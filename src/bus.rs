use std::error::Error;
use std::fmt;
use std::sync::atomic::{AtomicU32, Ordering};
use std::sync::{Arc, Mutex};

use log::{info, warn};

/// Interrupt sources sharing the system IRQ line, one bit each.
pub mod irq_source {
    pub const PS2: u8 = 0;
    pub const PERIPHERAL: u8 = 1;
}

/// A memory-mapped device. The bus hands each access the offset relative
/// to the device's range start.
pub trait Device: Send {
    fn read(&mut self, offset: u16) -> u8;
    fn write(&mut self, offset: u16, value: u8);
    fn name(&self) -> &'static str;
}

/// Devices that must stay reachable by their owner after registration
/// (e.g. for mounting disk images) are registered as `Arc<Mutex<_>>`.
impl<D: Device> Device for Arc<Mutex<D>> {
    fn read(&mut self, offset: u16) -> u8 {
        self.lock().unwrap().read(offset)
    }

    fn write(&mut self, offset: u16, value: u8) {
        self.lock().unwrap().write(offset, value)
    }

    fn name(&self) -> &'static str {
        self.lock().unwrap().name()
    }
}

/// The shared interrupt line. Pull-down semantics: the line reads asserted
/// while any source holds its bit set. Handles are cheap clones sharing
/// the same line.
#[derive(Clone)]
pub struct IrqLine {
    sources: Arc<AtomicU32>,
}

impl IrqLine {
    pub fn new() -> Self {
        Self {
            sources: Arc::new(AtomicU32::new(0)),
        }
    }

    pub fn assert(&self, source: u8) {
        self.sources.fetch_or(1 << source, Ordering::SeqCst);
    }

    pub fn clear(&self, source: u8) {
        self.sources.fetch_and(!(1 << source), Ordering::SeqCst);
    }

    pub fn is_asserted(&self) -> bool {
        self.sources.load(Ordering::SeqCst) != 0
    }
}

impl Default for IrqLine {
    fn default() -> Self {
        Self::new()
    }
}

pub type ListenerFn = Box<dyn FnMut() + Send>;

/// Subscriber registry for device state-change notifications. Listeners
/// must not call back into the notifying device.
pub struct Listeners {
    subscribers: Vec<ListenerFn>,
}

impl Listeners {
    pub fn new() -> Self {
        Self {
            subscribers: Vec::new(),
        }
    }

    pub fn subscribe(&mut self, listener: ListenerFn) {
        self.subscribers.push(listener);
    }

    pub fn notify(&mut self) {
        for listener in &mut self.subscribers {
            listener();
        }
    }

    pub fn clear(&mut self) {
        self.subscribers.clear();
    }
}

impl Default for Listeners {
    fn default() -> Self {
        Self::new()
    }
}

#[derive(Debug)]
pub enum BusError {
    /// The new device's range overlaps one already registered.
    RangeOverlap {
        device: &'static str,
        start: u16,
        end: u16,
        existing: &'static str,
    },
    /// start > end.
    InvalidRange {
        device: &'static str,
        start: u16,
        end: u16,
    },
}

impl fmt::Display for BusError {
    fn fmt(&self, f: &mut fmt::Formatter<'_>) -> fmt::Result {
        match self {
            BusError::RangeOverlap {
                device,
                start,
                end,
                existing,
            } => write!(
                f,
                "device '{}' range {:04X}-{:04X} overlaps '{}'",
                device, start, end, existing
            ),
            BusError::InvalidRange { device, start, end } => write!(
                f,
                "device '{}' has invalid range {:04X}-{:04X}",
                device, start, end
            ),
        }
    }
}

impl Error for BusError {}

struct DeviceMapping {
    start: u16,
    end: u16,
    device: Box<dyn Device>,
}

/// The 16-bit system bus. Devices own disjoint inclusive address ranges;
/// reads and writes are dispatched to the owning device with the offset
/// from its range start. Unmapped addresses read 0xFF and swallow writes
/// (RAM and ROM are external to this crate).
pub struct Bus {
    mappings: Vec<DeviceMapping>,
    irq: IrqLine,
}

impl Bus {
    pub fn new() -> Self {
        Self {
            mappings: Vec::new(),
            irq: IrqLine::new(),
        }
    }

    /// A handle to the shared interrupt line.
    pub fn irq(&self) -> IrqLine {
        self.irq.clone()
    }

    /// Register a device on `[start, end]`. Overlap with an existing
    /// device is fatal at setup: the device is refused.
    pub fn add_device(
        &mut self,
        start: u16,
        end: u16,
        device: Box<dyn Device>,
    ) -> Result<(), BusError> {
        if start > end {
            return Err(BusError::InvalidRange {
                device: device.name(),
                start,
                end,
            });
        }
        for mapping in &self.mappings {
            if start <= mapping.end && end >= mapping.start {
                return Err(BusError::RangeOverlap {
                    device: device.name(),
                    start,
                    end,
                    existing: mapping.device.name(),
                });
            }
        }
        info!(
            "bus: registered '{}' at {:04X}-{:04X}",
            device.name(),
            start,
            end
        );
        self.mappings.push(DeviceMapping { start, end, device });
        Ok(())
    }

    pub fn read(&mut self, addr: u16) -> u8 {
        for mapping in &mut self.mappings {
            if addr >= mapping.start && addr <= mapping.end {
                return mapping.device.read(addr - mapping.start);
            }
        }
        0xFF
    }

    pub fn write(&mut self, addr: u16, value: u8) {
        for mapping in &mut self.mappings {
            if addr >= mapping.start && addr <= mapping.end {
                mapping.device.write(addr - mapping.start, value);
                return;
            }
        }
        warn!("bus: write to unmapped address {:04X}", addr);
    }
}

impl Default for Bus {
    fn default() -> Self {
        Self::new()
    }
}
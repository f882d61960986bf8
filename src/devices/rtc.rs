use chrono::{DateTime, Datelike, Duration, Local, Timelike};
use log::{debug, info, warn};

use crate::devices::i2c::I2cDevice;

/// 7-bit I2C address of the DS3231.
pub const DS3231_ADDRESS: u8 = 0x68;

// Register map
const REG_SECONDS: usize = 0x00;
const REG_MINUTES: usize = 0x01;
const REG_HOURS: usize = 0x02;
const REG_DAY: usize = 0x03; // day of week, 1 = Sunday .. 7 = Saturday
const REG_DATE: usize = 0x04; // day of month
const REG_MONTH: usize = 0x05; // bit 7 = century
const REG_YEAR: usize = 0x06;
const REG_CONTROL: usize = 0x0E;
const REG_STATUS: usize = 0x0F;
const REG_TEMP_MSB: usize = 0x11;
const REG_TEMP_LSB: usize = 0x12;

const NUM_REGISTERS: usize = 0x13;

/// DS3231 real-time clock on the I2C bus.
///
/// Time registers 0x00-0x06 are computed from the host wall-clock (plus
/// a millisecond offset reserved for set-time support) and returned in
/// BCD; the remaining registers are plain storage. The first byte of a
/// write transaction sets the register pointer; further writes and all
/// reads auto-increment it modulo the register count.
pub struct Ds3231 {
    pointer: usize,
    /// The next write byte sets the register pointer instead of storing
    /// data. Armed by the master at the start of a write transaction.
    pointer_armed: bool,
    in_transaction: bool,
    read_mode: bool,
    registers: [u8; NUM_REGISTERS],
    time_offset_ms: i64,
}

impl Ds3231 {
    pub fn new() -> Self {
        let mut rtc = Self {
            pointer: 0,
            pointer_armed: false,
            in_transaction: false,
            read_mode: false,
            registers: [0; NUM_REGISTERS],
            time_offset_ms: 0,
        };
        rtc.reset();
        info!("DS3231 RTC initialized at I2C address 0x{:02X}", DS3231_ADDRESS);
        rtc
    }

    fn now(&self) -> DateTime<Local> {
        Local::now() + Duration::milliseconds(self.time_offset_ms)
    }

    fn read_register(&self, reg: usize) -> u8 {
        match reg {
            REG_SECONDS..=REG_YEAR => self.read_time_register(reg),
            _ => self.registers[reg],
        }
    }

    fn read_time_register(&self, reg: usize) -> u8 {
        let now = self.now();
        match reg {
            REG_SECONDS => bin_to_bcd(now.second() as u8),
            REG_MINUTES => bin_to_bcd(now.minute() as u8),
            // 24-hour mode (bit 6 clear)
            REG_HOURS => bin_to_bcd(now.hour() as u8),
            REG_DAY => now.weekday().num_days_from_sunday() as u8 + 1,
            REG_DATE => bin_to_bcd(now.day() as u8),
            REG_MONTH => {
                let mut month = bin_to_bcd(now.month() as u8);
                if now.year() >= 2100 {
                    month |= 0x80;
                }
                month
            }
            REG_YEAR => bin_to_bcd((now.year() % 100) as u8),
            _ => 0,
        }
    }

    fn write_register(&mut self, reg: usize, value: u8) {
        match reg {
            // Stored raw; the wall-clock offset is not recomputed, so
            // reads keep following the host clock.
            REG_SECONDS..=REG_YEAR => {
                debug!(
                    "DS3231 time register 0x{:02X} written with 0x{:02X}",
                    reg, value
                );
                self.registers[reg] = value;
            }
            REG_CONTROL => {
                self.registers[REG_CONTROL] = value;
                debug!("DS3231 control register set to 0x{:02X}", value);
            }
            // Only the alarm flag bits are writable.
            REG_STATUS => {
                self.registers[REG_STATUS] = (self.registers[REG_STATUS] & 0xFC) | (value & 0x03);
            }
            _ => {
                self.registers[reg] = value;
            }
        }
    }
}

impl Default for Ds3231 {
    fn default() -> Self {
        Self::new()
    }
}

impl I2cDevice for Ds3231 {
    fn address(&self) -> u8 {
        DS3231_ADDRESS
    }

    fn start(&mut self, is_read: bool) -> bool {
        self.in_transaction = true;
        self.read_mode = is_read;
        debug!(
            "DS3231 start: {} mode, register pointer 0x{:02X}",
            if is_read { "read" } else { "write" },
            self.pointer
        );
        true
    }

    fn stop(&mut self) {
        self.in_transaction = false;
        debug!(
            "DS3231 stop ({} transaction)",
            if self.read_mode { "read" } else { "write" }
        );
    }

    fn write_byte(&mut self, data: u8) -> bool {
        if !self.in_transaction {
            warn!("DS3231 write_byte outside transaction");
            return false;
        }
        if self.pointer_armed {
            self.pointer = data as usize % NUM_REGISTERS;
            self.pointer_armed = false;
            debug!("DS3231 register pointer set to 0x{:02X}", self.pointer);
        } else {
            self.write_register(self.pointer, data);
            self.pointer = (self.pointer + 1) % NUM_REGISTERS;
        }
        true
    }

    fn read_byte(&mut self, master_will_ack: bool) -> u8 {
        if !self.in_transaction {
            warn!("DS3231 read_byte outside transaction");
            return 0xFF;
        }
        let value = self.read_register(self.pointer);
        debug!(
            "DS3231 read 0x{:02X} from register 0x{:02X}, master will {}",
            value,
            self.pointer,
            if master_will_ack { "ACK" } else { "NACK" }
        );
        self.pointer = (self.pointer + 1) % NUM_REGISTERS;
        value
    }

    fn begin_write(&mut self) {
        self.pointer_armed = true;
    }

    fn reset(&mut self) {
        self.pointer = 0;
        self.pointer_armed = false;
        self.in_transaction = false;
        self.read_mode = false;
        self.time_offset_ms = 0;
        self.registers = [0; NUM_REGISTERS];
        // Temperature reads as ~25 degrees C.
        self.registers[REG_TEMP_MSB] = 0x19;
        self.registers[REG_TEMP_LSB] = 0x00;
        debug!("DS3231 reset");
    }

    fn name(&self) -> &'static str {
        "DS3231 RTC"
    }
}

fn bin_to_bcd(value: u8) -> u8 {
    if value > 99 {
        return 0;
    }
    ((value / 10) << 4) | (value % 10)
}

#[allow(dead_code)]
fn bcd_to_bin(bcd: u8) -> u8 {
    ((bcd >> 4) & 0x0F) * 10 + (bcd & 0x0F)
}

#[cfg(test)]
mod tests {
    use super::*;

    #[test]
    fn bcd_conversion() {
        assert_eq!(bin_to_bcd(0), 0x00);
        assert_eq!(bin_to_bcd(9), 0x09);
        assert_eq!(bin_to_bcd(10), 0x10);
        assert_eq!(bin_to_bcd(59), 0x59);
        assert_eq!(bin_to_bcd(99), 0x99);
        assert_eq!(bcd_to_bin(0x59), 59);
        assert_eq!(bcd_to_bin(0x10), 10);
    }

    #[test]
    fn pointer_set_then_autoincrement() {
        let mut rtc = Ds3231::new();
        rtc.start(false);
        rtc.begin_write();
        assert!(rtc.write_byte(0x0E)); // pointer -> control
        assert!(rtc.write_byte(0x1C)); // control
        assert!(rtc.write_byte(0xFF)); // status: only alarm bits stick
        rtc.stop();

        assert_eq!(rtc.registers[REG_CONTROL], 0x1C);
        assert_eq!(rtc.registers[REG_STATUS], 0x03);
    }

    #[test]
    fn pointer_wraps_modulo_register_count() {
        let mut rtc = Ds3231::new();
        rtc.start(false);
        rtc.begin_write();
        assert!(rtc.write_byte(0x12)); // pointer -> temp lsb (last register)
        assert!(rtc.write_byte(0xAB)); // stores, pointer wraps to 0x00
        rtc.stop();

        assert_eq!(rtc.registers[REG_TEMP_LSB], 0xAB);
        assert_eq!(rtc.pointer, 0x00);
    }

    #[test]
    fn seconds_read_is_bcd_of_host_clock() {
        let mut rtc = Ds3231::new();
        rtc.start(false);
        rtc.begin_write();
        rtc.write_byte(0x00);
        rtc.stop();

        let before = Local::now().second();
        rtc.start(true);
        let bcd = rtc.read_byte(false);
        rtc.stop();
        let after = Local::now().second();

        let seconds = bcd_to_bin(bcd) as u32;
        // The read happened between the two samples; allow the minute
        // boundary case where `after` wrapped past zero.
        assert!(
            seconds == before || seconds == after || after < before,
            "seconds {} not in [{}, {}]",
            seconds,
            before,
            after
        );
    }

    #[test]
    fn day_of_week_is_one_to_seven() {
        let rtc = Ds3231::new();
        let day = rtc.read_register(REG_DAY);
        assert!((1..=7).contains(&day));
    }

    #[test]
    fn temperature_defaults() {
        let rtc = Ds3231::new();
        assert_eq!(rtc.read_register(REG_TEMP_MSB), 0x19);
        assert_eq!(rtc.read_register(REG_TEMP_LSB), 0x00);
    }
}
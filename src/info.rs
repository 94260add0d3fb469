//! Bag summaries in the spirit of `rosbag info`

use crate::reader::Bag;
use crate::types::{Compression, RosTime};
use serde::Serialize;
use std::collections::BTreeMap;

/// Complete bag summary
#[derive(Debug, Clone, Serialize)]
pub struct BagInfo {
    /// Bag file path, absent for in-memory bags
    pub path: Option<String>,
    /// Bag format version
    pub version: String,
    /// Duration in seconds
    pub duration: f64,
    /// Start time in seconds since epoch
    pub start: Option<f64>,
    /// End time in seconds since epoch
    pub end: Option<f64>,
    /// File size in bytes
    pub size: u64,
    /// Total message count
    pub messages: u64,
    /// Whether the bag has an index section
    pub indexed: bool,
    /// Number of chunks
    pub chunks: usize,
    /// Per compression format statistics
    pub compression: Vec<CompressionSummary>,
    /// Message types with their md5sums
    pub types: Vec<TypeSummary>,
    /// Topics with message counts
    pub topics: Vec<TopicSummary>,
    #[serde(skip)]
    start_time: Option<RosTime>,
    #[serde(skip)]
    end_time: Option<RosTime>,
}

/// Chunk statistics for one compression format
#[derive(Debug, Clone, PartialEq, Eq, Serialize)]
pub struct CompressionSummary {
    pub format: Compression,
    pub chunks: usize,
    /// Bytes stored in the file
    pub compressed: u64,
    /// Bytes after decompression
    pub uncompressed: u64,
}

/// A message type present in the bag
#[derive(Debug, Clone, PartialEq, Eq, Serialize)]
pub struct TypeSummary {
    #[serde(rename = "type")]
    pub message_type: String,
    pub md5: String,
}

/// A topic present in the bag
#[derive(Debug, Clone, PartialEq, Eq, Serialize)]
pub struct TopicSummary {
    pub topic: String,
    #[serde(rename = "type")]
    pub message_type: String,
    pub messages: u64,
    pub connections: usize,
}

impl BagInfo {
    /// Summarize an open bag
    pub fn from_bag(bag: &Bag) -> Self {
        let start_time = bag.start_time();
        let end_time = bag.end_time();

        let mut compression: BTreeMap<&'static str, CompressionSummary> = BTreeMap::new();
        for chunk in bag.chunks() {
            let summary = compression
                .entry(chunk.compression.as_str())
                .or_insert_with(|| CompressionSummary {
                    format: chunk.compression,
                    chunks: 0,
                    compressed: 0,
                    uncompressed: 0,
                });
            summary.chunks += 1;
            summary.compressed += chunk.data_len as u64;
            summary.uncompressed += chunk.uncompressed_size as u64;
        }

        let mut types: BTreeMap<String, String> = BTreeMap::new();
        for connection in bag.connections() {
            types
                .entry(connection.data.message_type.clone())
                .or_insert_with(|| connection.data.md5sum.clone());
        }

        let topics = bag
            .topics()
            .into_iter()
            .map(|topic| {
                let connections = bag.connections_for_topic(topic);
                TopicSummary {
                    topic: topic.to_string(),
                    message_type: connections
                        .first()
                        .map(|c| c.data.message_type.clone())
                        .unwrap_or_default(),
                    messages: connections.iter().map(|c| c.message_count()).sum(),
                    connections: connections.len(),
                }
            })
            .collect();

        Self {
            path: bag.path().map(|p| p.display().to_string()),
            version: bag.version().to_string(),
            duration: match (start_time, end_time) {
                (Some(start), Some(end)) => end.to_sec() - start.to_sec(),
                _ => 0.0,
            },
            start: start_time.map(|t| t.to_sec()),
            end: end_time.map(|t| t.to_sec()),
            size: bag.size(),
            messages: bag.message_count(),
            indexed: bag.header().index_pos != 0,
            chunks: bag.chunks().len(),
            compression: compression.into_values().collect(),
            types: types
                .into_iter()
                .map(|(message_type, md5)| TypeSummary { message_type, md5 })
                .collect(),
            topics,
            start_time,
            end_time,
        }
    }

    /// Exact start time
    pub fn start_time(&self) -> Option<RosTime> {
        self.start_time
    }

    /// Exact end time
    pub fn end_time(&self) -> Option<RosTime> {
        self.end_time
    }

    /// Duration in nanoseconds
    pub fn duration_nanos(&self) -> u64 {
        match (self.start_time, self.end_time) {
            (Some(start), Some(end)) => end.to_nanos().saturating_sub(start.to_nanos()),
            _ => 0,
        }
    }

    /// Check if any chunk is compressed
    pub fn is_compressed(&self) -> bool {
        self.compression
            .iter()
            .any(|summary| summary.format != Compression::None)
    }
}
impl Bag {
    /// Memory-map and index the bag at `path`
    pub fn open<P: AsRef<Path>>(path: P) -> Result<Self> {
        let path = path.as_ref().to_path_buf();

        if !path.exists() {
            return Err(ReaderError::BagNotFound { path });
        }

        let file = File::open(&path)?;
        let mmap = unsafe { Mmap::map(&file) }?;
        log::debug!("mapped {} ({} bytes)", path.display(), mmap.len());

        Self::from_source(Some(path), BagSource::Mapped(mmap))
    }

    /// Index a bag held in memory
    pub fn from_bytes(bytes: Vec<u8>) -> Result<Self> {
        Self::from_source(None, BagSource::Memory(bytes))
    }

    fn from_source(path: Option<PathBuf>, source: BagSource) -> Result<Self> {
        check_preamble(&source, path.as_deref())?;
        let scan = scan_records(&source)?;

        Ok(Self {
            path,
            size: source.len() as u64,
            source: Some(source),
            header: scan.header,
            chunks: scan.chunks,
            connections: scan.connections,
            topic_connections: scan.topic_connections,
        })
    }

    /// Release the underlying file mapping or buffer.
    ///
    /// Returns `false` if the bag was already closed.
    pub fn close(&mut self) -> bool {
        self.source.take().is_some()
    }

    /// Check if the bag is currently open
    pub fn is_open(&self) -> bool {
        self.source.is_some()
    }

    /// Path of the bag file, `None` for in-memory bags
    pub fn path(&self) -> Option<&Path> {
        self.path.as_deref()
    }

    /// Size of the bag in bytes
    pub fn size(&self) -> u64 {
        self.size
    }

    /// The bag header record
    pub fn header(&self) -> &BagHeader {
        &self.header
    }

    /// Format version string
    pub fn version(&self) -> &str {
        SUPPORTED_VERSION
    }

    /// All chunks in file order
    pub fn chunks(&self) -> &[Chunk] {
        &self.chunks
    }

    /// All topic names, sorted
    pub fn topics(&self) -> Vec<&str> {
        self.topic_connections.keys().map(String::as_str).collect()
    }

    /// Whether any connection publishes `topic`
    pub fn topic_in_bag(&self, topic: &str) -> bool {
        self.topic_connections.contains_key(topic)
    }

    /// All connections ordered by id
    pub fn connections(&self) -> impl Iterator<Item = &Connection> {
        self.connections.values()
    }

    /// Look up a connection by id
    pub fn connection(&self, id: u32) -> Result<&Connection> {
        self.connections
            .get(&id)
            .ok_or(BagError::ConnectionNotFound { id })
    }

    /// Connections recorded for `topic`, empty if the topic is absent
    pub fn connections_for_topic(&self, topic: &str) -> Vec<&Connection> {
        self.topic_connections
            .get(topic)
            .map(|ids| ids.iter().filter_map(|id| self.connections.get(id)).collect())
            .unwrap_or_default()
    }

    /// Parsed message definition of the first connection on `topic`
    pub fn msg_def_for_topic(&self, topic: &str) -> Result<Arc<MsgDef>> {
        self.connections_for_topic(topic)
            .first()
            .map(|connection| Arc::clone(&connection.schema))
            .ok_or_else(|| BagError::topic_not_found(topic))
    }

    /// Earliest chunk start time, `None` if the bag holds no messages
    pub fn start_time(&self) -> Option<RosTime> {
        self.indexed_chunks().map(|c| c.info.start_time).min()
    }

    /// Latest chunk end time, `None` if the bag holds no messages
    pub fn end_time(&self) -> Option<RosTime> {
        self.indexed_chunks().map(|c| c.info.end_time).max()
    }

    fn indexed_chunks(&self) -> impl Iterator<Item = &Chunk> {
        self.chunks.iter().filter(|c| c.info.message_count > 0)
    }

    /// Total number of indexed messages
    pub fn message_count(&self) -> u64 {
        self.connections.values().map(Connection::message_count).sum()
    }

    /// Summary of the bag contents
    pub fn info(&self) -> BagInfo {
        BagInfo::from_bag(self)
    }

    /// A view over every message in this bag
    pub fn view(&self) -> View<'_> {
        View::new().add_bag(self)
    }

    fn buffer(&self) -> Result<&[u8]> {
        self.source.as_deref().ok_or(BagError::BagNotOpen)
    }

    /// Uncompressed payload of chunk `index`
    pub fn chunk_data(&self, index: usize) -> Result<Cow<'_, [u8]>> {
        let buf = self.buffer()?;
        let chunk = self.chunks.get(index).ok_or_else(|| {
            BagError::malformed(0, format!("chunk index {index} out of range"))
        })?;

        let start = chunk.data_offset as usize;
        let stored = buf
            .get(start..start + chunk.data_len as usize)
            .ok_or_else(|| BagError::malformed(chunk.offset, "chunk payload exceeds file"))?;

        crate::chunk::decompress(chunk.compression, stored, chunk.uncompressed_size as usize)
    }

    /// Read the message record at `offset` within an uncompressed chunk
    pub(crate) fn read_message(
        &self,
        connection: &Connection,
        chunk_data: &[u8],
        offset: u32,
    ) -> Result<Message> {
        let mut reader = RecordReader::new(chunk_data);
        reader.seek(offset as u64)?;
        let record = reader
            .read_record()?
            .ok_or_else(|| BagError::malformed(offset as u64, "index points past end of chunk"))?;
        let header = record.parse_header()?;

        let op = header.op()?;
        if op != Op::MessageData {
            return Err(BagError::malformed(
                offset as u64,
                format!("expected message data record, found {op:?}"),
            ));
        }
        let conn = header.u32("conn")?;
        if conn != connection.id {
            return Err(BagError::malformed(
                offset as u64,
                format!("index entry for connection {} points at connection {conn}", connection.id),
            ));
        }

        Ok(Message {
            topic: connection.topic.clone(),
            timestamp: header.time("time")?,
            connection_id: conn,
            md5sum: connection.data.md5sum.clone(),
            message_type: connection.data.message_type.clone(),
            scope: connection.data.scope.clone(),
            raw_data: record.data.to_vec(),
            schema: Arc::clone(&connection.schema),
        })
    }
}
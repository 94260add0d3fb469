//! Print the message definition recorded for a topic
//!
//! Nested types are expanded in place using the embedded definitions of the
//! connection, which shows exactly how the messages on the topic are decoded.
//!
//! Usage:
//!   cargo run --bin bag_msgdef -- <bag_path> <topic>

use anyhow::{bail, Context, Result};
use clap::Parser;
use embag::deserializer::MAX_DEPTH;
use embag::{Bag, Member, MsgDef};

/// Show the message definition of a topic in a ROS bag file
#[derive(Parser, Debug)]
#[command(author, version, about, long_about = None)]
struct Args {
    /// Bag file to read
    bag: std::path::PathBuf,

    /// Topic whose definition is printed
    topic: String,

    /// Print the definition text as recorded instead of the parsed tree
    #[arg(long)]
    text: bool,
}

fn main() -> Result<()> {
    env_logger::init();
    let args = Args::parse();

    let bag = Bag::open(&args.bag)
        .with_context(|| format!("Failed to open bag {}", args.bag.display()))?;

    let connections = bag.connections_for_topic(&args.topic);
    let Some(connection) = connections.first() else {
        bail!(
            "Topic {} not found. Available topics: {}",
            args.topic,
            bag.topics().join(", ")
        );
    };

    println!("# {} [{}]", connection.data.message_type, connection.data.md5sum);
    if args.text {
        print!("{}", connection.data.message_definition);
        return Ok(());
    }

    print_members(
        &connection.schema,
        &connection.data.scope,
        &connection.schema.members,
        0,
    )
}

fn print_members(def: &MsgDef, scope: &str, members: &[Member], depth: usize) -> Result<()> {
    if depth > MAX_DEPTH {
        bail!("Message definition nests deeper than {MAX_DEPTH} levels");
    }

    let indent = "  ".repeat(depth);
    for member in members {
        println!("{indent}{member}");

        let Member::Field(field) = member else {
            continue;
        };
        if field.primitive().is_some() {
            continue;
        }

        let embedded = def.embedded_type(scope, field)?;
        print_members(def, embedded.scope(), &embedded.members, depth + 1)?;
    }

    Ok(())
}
..........
* **ASSIGNMENT**
Gather each line of the listing containing the word "embedded" and show it.

* **EXERCISE RESPONSE**
//! Nested types are expanded in place using the embedded definitions of the
        let embedded = def.embedded_type(scope, field)?;
        print_members(def, embedded.scope(), &embedded.members, depth + 1)?;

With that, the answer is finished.